- [WHAT NEEDS TO BE DONE]: Output the listing exactly, leaving out no line.

- [MATERIAL TO PROCESS]:
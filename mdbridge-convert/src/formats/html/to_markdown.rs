//! HTML → Markdown conversion
//!
//! A fixed, ordered sequence of regex substitutions that turns common HTML tags back into
//! Markdown syntax. This is best effort and intentionally lossy: nested or overlapping tags
//! are not generally handled, and there is no HTML parser behind it. Callers get reasonable
//! Markdown for simple HTML, not round-trip fidelity.
//!
//! Order of the passes:
//!
//! 1. drop `<head>`, `<script>`, `<style>` and comments; join tags separated by newlines
//! 2. headings `<h1>`..`<h6>`
//! 3. fenced code from `<pre><code>` (before paragraphs and inline code, which would
//!    otherwise consume it)
//! 4. paragraphs
//! 5. bold, italic, strikethrough, inline code
//! 6. images, then links
//! 7. line breaks and horizontal rules
//! 8. list items (with task checkboxes) and blockquotes
//! 9. strip any remaining tag, decode basic entities, collapse 3+ newlines to 2

use crate::common::decode_entities;
use once_cell::sync::Lazy;
use regex::{Captures, Regex};

macro_rules! regex {
    ($name:ident, $pattern:expr) => {
        static $name: Lazy<Regex> = Lazy::new(|| {
            Regex::new($pattern).expect(concat!(stringify!($name), ": hardcoded regex is valid"))
        });
    };
}

regex!(HEAD, r"(?is)<head(?:\s[^>]*)?>.*?</head>");
regex!(SCRIPT, r"(?is)<script(?:\s[^>]*)?>.*?</script>");
regex!(STYLE, r"(?is)<style(?:\s[^>]*)?>.*?</style>");
regex!(COMMENT, r"(?s)<!--.*?-->");
regex!(NEWLINE_BETWEEN_TAGS, r">[ \t\r]*\n\s*<");
regex!(
    PRE_CODE,
    r#"(?is)<pre(?:\s[^>]*)?>\s*<code(?:\s+class="language-([^"]*)")?[^>]*>(.*?)</code>\s*</pre>"#
);
regex!(PARAGRAPH, r"(?is)<p(?:\s[^>]*)?>(.*?)</p>");
regex!(BOLD, r"(?is)<(?:strong|b)(?:\s[^>]*)?>(.*?)</(?:strong|b)>");
regex!(ITALIC, r"(?is)<(?:em|i)(?:\s[^>]*)?>(.*?)</(?:em|i)>");
regex!(
    STRIKETHROUGH,
    r"(?is)<(?:del|s|strike)(?:\s[^>]*)?>(.*?)</(?:del|s|strike)>"
);
regex!(INLINE_CODE, r"(?is)<code(?:\s[^>]*)?>(.*?)</code>");
regex!(IMAGE, r"(?is)<img(\s[^>]*)?/?>");
regex!(LINK, r"(?is)<a(\s[^>]*)?>(.*?)</a>");
regex!(ATTRIBUTE, r#"(?i)([a-z-]+)\s*=\s*"([^"]*)""#);
regex!(LINE_BREAK, r"(?i)<br\s*/?>");
regex!(HORIZONTAL_RULE, r"(?i)<hr(?:\s[^>]*)?/?>");
regex!(CHECKBOX, r#"(?i)<input(\s[^>]*)?type="checkbox"([^>]*)>\s*"#);
regex!(LIST_ITEM, r"(?is)<li(?:\s[^>]*)?>(.*?)</li>");
regex!(LIST_END, r"(?i)</(?:ul|ol)>");
regex!(BLOCKQUOTE, r"(?is)<blockquote(?:\s[^>]*)?>(.*?)</blockquote>");
regex!(ANY_TAG, r"<[^>]+>");
regex!(EXCESS_NEWLINES, r"\n{3,}");

static HEADINGS: Lazy<Vec<(Regex, String)>> = Lazy::new(|| {
    (1..=6)
        .map(|level| {
            let pattern = format!(r"(?is)<h{level}(?:\s[^>]*)?>(.*?)</h{level}>");
            let regex = Regex::new(&pattern).expect("HEADINGS: generated regex is valid");
            let replacement = format!("{} ${{1}}\n\n", "#".repeat(level));
            (regex, replacement)
        })
        .collect()
});

/// Convert HTML to Markdown
pub fn html_to_markdown(html: &str) -> String {
    let mut md = drop_non_content(html);
    md = NEWLINE_BETWEEN_TAGS.replace_all(&md, "><").into_owned();

    for (regex, replacement) in HEADINGS.iter() {
        md = regex.replace_all(&md, replacement.as_str()).into_owned();
    }

    md = PRE_CODE
        .replace_all(&md, |caps: &Captures| {
            let language = caps.get(1).map_or("", |m| m.as_str());
            format!("```{language}\n{}\n```\n\n", &caps[2])
        })
        .into_owned();

    md = PARAGRAPH.replace_all(&md, "${1}\n\n").into_owned();
    md = BOLD.replace_all(&md, "**${1}**").into_owned();
    md = ITALIC.replace_all(&md, "*${1}*").into_owned();
    md = STRIKETHROUGH.replace_all(&md, "~~${1}~~").into_owned();
    md = INLINE_CODE.replace_all(&md, "`${1}`").into_owned();

    md = IMAGE
        .replace_all(&md, |caps: &Captures| {
            let attrs = caps.get(1).map_or("", |m| m.as_str());
            let src = attribute(attrs, "src").unwrap_or_default();
            let alt = attribute(attrs, "alt").unwrap_or_default();
            match attribute(attrs, "title") {
                Some(title) => format!("![{alt}]({src} \"{title}\")"),
                None => format!("![{alt}]({src})"),
            }
        })
        .into_owned();

    md = LINK
        .replace_all(&md, |caps: &Captures| {
            let attrs = caps.get(1).map_or("", |m| m.as_str());
            let text = &caps[2];
            match (attribute(attrs, "href"), attribute(attrs, "title")) {
                (Some(href), Some(title)) => format!("[{text}]({href} \"{title}\")"),
                (Some(href), None) => format!("[{text}]({href})"),
                (None, _) => text.to_string(),
            }
        })
        .into_owned();

    md = LINE_BREAK.replace_all(&md, "  \n").into_owned();
    md = HORIZONTAL_RULE.replace_all(&md, "\n---\n\n").into_owned();

    md = CHECKBOX
        .replace_all(&md, |caps: &Captures| {
            let attrs = format!(
                "{}{}",
                caps.get(1).map_or("", |m| m.as_str()),
                &caps[2]
            );
            if attrs.to_ascii_lowercase().contains("checked") {
                "[x] ".to_string()
            } else {
                "[ ] ".to_string()
            }
        })
        .into_owned();
    md = LIST_ITEM.replace_all(&md, "- ${1}\n").into_owned();
    md = LIST_END.replace_all(&md, "\n").into_owned();

    md = BLOCKQUOTE
        .replace_all(&md, |caps: &Captures| {
            let quoted: Vec<String> = caps[1]
                .trim()
                .lines()
                .map(|line| {
                    if line.trim().is_empty() {
                        ">".to_string()
                    } else {
                        format!("> {line}")
                    }
                })
                .collect();
            format!("{}\n\n", quoted.join("\n"))
        })
        .into_owned();

    md = ANY_TAG.replace_all(&md, "").into_owned();
    md = decode_entities(&md);
    md = EXCESS_NEWLINES.replace_all(&md, "\n\n").into_owned();
    md.trim().to_string()
}

fn drop_non_content(html: &str) -> String {
    let out = HEAD.replace_all(html, "");
    let out = SCRIPT.replace_all(&out, "");
    let out = STYLE.replace_all(&out, "");
    COMMENT.replace_all(&out, "").into_owned()
}

fn attribute(attrs: &str, name: &str) -> Option<String> {
    ATTRIBUTE
        .captures_iter(attrs)
        .find(|caps| caps[1].eq_ignore_ascii_case(name))
        .map(|caps| caps[2].to_string())
}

- [EXERCISE SOLUTION]:
filename mdbridge-convert/src/formats/html/to_markdown.rs
//! HTML → Markdown conversion
//!
//! A fixed, ordered sequence of regex substitutions that turns common HTML tags back into
//! Markdown syntax. This is best effort and intentionally lossy: nested or overlapping tags
//! are not generally handled, and there is no HTML parser behind it. Callers get reasonable
//! Markdown for simple HTML, not round-trip fidelity.
//!
//! Order of the passes:
//!
//! 1. drop `<head>`, `<script>`, `<style>` and comments; join tags separated by newlines
//! 2. headings `<h1>`..`<h6>`
//! 3. fenced code from `<pre><code>` (before paragraphs and inline code, which would
//!    otherwise consume it)
//! 4. paragraphs
//! 5. bold, italic, strikethrough, inline code
//! 6. images, then links
//! 7. line breaks and horizontal rules
//! 8. list items (with task checkboxes) and blockquotes
//! 9. strip any remaining tag, decode basic entities, collapse 3+ newlines to 2

use crate::common::decode_entities;
use once_cell::sync::Lazy;
use regex::{Captures, Regex};

macro_rules! regex {
    ($name:ident, $pattern:expr) => {
        static $name: Lazy<Regex> = Lazy::new(|| {
            Regex::new($pattern).expect(concat!(stringify!($name), ": hardcoded regex is valid"))
        });
    };
}

regex!(HEAD, r"(?is)<head(?:\s[^>]*)?>.*?</head>");
regex!(SCRIPT, r"(?is)<script(?:\s[^>]*)?>.*?</script>");
regex!(STYLE, r"(?is)<style(?:\s[^>]*)?>.*?</style>");
regex!(COMMENT, r"(?s)<!--.*?-->");
regex!(NEWLINE_BETWEEN_TAGS, r">[ \t\r]*\n\s*<");
regex!(
    PRE_CODE,
    r#"(?is)<pre(?:\s[^>]*)?>\s*<code(?:\s+class="language-([^"]*)")?[^>]*>(.*?)</code>\s*</pre>"#
);
regex!(PARAGRAPH, r"(?is)<p(?:\s[^>]*)?>(.*?)</p>");
regex!(BOLD, r"(?is)<(?:strong|b)(?:\s[^>]*)?>(.*?)</(?:strong|b)>");
regex!(ITALIC, r"(?is)<(?:em|i)(?:\s[^>]*)?>(.*?)</(?:em|i)>");
regex!(
    STRIKETHROUGH,
    r"(?is)<(?:del|s|strike)(?:\s[^>]*)?>(.*?)</(?:del|s|strike)>"
);
regex!(INLINE_CODE, r"(?is)<code(?:\s[^>]*)?>(.*?)</code>");
regex!(IMAGE, r"(?is)<img(\s[^>]*)?/?>");
regex!(LINK, r"(?is)<a(\s[^>]*)?>(.*?)</a>");
regex!(ATTRIBUTE, r#"(?i)([a-z-]+)\s*=\s*"([^"]*)""#);
regex!(LINE_BREAK, r"(?i)<br\s*/?>");
regex!(HORIZONTAL_RULE, r"(?i)<hr(?:\s[^>]*)?/?>");
regex!(CHECKBOX, r#"(?i)<input(\s[^>]*)?type="checkbox"([^>]*)>\s*"#);
regex!(LIST_ITEM, r"(?is)<li(?:\s[^>]*)?>(.*?)</li>");
regex!(LIST_END, r"(?i)</(?:ul|ol)>");
regex!(BLOCKQUOTE, r"(?is)<blockquote(?:\s[^>]*)?>(.*?)</blockquote>");
regex!(ANY_TAG, r"<[^>]+>");
regex!(EXCESS_NEWLINES, r"\n{3,}");

static HEADINGS: Lazy<Vec<(Regex, String)>> = Lazy::new(|| {
    (1..=6)
        .map(|level| {
            let pattern = format!(r"(?is)<h{level}(?:\s[^>]*)?>(.*?)</h{level}>");
            let regex = Regex::new(&pattern).expect("HEADINGS: generated regex is valid");
            let replacement = format!("{} ${{1}}\n\n", "#".repeat(level));
            (regex, replacement)
        })
        .collect()
});

/// Convert HTML to Markdown
pub fn html_to_markdown(html: &str) -> String {
    let mut md = drop_non_content(html);
    md = NEWLINE_BETWEEN_TAGS.replace_all(&md, "><").into_owned();

    for (regex, replacement) in HEADINGS.iter() {
        md = regex.replace_all(&md, replacement.as_str()).into_owned();
    }

    md = PRE_CODE
        .replace_all(&md, |caps: &Captures| {
            let language = caps.get(1).map_or("", |m| m.as_str());
            format!("```{language}\n{}\n```\n\n", &caps[2])
        })
        .into_owned();

    md = PARAGRAPH.replace_all(&md, "${1}\n\n").into_owned();
    md = BOLD.replace_all(&md, "**${1}**").into_owned();
    md = ITALIC.replace_all(&md, "*${1}*").into_owned();
    md = STRIKETHROUGH.replace_all(&md, "~~${1}~~").into_owned();
    md = INLINE_CODE.replace_all(&md, "`${1}`").into_owned();

    md = IMAGE
        .replace_all(&md, |caps: &Captures| {
            let attrs = caps.get(1).map_or("", |m| m.as_str());
            let src = attribute(attrs, "src").unwrap_or_default();
            let alt = attribute(attrs, "alt").unwrap_or_default();
            match attribute(attrs, "title") {
                Some(title) => format!("![{alt}]({src} \"{title}\")"),
                None => format!("![{alt}]({src})"),
            }
        })
        .into_owned();

    md = LINK
        .replace_all(&md, |caps: &Captures| {
            let attrs = caps.get(1).map_or("", |m| m.as_str());
            let text = &caps[2];
            match (attribute(attrs, "href"), attribute(attrs, "title")) {
                (Some(href), Some(title)) => format!("[{text}]({href} \"{title}\")"),
                (Some(href), None) => format!("[{text}]({href})"),
                (None, _) => text.to_string(),
            }
        })
        .into_owned();

    md = LINE_BREAK.replace_all(&md, "  \n").into_owned();
    md = HORIZONTAL_RULE.replace_all(&md, "\n---\n\n").into_owned();

    md = CHECKBOX
        .replace_all(&md, |caps: &Captures| {
            let attrs = format!(
                "{}{}",
                caps.get(1).map_or("", |m| m.as_str()),
                &caps[2]
            );
            if attrs.to_ascii_lowercase().contains("checked") {
                "[x] ".to_string()
            } else {
                "[ ] ".to_string()
            }
        })
        .into_owned();
    md = LIST_ITEM.replace_all(&md, "- ${1}\n").into_owned();
    md = LIST_END.replace_all(&md, "\n").into_owned();

    md = BLOCKQUOTE
        .replace_all(&md, |caps: &Captures| {
            let quoted: Vec<String> = caps[1]
                .trim()
                .lines()
                .map(|line| {
                    if line.trim().is_empty() {
                        ">".to_string()
                    } else {
                        format!("> {line}")
                    }
                })
                .collect();
            format!("{}\n\n", quoted.join("\n"))
        })
        .into_owned();

    md = ANY_TAG.replace_all(&md, "").into_owned();
    md = decode_entities(&md);
    md = EXCESS_NEWLINES.replace_all(&md, "\n\n").into_owned();
    md.trim().to_string()
}

fn drop_non_content(html: &str) -> String {
    let out = HEAD.replace_all(html, "");
    let out = SCRIPT.replace_all(&out, "");
    let out = STYLE.replace_all(&out, "");
    COMMENT.replace_all(&out, "").into_owned()
}

fn attribute(attrs: &str, name: &str) -> Option<String> {
    ATTRIBUTE
        .captures_iter(attrs)
        .find(|caps| caps[1].eq_ignore_ascii_case(name))
        .map(|caps| caps[2].to_string())
}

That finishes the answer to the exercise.